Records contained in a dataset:

===============

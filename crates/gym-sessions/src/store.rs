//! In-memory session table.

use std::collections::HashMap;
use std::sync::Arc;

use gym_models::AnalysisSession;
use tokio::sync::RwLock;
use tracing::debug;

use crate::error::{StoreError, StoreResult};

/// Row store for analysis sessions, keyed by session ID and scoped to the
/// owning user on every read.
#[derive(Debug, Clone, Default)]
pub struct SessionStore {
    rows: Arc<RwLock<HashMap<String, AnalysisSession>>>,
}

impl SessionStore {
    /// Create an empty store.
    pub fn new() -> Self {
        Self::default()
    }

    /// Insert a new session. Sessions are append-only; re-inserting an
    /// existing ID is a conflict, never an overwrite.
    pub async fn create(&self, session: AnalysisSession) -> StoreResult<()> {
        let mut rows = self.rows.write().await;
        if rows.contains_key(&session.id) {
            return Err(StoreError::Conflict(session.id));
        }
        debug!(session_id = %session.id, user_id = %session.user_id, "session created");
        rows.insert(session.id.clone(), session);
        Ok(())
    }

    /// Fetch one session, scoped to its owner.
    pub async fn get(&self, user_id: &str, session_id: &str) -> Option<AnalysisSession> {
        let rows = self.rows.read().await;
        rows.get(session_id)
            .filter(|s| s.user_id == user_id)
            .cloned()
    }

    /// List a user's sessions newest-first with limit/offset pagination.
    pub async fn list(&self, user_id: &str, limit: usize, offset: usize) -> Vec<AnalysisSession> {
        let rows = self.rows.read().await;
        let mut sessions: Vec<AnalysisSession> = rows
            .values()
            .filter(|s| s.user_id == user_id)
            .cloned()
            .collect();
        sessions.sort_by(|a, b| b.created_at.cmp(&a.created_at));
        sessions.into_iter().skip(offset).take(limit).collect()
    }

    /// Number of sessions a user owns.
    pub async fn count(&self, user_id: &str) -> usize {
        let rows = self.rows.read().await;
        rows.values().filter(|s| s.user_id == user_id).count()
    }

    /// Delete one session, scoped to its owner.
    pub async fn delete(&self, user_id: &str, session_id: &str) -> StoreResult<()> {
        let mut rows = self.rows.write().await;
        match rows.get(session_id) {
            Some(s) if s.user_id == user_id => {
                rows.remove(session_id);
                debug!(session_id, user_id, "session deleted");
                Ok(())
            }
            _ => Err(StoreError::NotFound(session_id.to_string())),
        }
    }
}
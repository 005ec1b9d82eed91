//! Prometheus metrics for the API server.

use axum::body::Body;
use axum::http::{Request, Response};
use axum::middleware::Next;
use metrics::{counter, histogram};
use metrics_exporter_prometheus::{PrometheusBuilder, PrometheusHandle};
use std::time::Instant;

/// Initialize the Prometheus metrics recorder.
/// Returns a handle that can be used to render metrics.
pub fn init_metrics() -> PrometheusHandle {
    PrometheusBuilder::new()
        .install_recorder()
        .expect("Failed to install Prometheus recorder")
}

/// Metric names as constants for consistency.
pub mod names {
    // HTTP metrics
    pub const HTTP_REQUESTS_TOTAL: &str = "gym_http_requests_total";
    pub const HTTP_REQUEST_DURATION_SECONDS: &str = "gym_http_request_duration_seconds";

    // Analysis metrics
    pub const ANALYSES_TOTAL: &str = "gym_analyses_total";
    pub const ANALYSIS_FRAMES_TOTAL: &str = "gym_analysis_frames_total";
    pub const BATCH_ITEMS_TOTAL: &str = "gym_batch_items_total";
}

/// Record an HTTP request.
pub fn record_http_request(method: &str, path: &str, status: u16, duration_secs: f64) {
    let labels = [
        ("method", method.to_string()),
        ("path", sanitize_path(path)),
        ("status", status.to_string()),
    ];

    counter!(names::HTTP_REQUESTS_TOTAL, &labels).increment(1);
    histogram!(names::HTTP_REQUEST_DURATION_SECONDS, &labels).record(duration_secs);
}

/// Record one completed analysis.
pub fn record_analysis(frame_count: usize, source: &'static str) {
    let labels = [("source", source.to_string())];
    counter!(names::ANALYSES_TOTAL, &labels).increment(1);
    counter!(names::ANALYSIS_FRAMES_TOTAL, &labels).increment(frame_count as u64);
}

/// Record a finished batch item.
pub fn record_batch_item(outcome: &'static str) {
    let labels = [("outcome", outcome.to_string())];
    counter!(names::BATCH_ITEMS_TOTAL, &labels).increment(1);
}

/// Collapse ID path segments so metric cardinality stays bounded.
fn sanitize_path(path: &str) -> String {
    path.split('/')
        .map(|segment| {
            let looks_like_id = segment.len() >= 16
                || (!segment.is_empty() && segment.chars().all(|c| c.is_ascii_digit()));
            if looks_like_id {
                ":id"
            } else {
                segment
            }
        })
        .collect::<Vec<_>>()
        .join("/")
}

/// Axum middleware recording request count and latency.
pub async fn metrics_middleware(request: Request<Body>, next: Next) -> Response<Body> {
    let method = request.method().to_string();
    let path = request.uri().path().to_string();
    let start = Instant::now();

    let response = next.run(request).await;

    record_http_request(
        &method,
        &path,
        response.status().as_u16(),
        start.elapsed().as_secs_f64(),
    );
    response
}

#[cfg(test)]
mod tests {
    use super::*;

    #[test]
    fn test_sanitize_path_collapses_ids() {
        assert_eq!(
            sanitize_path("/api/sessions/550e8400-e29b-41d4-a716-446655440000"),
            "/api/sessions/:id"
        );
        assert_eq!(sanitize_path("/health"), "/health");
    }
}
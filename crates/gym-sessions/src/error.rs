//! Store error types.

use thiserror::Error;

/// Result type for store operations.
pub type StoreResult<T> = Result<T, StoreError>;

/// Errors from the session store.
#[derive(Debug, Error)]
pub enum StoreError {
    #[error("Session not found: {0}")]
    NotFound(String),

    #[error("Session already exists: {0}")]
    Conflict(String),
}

===============

Reproduce all the entries above. Match them exactly.

Worked solution >>
filename crates/gym-sessions/src/store.rs
//! In-memory session table.

use std::collections::HashMap;
use std::sync::Arc;

use gym_models::AnalysisSession;
use tokio::sync::RwLock;
use tracing::debug;

use crate::error::{StoreError, StoreResult};

/// Row store for analysis sessions, keyed by session ID and scoped to the
/// owning user on every read.
#[derive(Debug, Clone, Default)]
pub struct SessionStore {
    rows: Arc<RwLock<HashMap<String, AnalysisSession>>>,
}

impl SessionStore {
    /// Create an empty store.
    pub fn new() -> Self {
        Self::default()
    }

    /// Insert a new session. Sessions are append-only; re-inserting an
    /// existing ID is a conflict, never an overwrite.
    pub async fn create(&self, session: AnalysisSession) -> StoreResult<()> {
        let mut rows = self.rows.write().await;
        if rows.contains_key(&session.id) {
            return Err(StoreError::Conflict(session.id));
        }
        debug!(session_id = %session.id, user_id = %session.user_id, "session created");
        rows.insert(session.id.clone(), session);
        Ok(())
    }

    /// Fetch one session, scoped to its owner.
    pub async fn get(&self, user_id: &str, session_id: &str) -> Option<AnalysisSession> {
        let rows = self.rows.read().await;
        rows.get(session_id)
            .filter(|s| s.user_id == user_id)
            .cloned()
    }

    /// List a user's sessions newest-first with limit/offset pagination.
    pub async fn list(&self, user_id: &str, limit: usize, offset: usize) -> Vec<AnalysisSession> {
        let rows = self.rows.read().await;
        let mut sessions: Vec<AnalysisSession> = rows
            .values()
            .filter(|s| s.user_id == user_id)
            .cloned()
            .collect();
        sessions.sort_by(|a, b| b.created_at.cmp(&a.created_at));
        sessions.into_iter().skip(offset).take(limit).collect()
    }

    /// Number of sessions a user owns.
    pub async fn count(&self, user_id: &str) -> usize {
        let rows = self.rows.read().await;
        rows.values().filter(|s| s.user_id == user_id).count()
    }

    /// Delete one session, scoped to its owner.
    pub async fn delete(&self, user_id: &str, session_id: &str) -> StoreResult<()> {
        let mut rows = self.rows.write().await;
        match rows.get(session_id) {
            Some(s) if s.user_id == user_id => {
                rows.remove(session_id);
                debug!(session_id, user_id, "session deleted");
                Ok(())
            }
            _ => Err(StoreError::NotFound(session_id.to_string())),
        }
    }
}
repository 005ec1b9d82eed91
//! Prometheus metrics for the API server.

use axum::body::Body;
use axum::http::{Request, Response};
use axum::middleware::Next;
use metrics::{counter, histogram};
use metrics_exporter_prometheus::{PrometheusBuilder, PrometheusHandle};
use std::time::Instant;

/// Initialize the Prometheus metrics recorder.
/// Returns a handle that can be used to render metrics.
pub fn init_metrics() -> PrometheusHandle {
    PrometheusBuilder::new()
        .install_recorder()
        .expect("Failed to install Prometheus recorder")
}

/// Metric names as constants for consistency.
pub mod names {
    // HTTP metrics
    pub const HTTP_REQUESTS_TOTAL: &str = "gym_http_requests_total";
    pub const HTTP_REQUEST_DURATION_SECONDS: &str = "gym_http_request_duration_seconds";

    // Analysis metrics
    pub const ANALYSES_TOTAL: &str = "gym_analyses_total";
    pub const ANALYSIS_FRAMES_TOTAL: &str = "gym_analysis_frames_total";
    pub const BATCH_ITEMS_TOTAL: &str = "gym_batch_items_total";
}

/// Record an HTTP request.
pub fn record_http_request(method: &str, path: &str, status: u16, duration_secs: f64) {
    let labels = [
        ("method", method.to_string()),
        ("path", sanitize_path(path)),
        ("status", status.to_string()),
    ];

    counter!(names::HTTP_REQUESTS_TOTAL, &labels).increment(1);
    histogram!(names::HTTP_REQUEST_DURATION_SECONDS, &labels).record(duration_secs);
}

/// Record one completed analysis.
pub fn record_analysis(frame_count: usize, source: &'static str) {
    let labels = [("source", source.to_string())];
    counter!(names::ANALYSES_TOTAL, &labels).increment(1);
    counter!(names::ANALYSIS_FRAMES_TOTAL, &labels).increment(frame_count as u64);
}

/// Record a finished batch item.
pub fn record_batch_item(outcome: &'static str) {
    let labels = [("outcome", outcome.to_string())];
    counter!(names::BATCH_ITEMS_TOTAL, &labels).increment(1);
}

/// Collapse ID path segments so metric cardinality stays bounded.
fn sanitize_path(path: &str) -> String {
    path.split('/')
        .map(|segment| {
            let looks_like_id = segment.len() >= 16
                || (!segment.is_empty() && segment.chars().all(|c| c.is_ascii_digit()));
            if looks_like_id {
                ":id"
            } else {
                segment
            }
        })
        .collect::<Vec<_>>()
        .join("/")
}

/// Axum middleware recording request count and latency.
pub async fn metrics_middleware(request: Request<Body>, next: Next) -> Response<Body> {
    let method = request.method().to_string();
    let path = request.uri().path().to_string();
    let start = Instant::now();

    let response = next.run(request).await;

    record_http_request(
        &method,
        &path,
        response.status().as_u16(),
        start.elapsed().as_secs_f64(),
    );
    response
}

#[cfg(test)]
mod tests {
    use super::*;

    #[test]
    fn test_sanitize_path_collapses_ids() {
        assert_eq!(
            sanitize_path("/api/sessions/550e8400-e29b-41d4-a716-446655440000"),
            "/api/sessions/:id"
        );
        assert_eq!(sanitize_path("/health"), "/health");
    }
}
filename crates/gym-sessions/src/error.rs
//! Store error types.

use thiserror::Error;

/// Result type for store operations.
pub type StoreResult<T> = Result<T, StoreError>;

/// Errors from the session store.
#[derive(Debug, Error)]
pub enum StoreError {
    #[error("Session not found: {0}")]
    NotFound(String),

    #[error("Session already exists: {0}")]
    Conflict(String),
}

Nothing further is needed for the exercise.